(Photo: Dave Guettler)
About a week ago, River City Bicycles built a concrete quarter-pipe in their parking lot outside their store on SE Martin Luther King Blvd just north of the Morrison Bridge. Shop owner Dave Guettler installed the ramp so employees and customers could practice tricks and have a bit of fun.
Guettler had no idea that it might help save a woman’s life.
According to Guettler, the ramp has become an instant hit with local skateboarders. “They were out there last night for several hours trying to nail a trick.” Then, around 6:00 pm (during shop hours), the skateboarders heard a woman screaming inside a car that was parked in the shop’s parking lot.

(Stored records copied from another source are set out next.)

//! # Freightboard Backend
//!
//! Back-office service for a freight logistics operation.
//!
//! This crate provides a Rust backend for a logistics dashboard: shipments in
//! transit, customer orders, and warehouse inventory are read from a record
//! store, aggregated into operational metrics and alerts, and exposed as a
//! REST API via Axum for the web frontend.
//!
//! ## Features
//!
//! - **Dashboard Composition**: Headline stat cards with period-over-period deltas
//! - **Alert Aggregation**: Troubled shipments, low stock, and overdue orders
//! - **Shipment Board**: Tabbed active/completed views with filters and sorting
//! - **Order Desk**: Order listings with synthesized fulfilment history
//! - **Inventory Browser**: Stock levels with low-stock and out-of-stock rollups
//! - **Global Search**: Cross-entity lookup over shipments, orders, and stock
//! - **HTTP API**: RESTful endpoints for frontend integration
//!
//! ## Architecture
//!
//! The crate is organized into several logical modules:
//!
//! - [`api`]: Data Transfer Objects (DTOs) for API responses
//! - [`db`]: Record store traits, repository implementations, and persistence
//! - [`services`]: High-level business logic (metrics, alerts, composition)
//! - [`http`]: Axum-based HTTP server and request handlers
//! - [`routes`]: Route-specific data types and route path constants
//!

// Allow large error types - RepositoryError contains rich context for debugging
#![allow(clippy::result_large_err)]

pub mod api;

pub mod db;
pub mod models;

pub mod routes;

pub mod services;

#[cfg(feature = "http-server")]
pub mod http;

“I figure we’re up one now… We attribute the quarter pipe to saving that lady’s life.”
— Dave Guettler, River City Bicycles owner
“There was a couple fighting out in the parking lot,” recalls store manager Jesse Fairbanks, who was working and witnessed the incident. “The man pulled out something sharp and was trying to stab her.”
As the fight escalated, Guettler says the woman jumped out of the car screaming for help. When the skateboarders intervened, the man threatened them as well. At that point, Guettler reports, “One of the skaters clocked him over the head with his board.”
The skaters then held the assailant down until cops arrived. He was taken away in handcuffs.
Guettler tells he was a bit conflicted before installing the ramp. “How many people are going to get hurt on this thing?” he remembers thinking. But now he says, “I figure we’re up one now… We attribute the quarter pipe to saving that lady’s life.”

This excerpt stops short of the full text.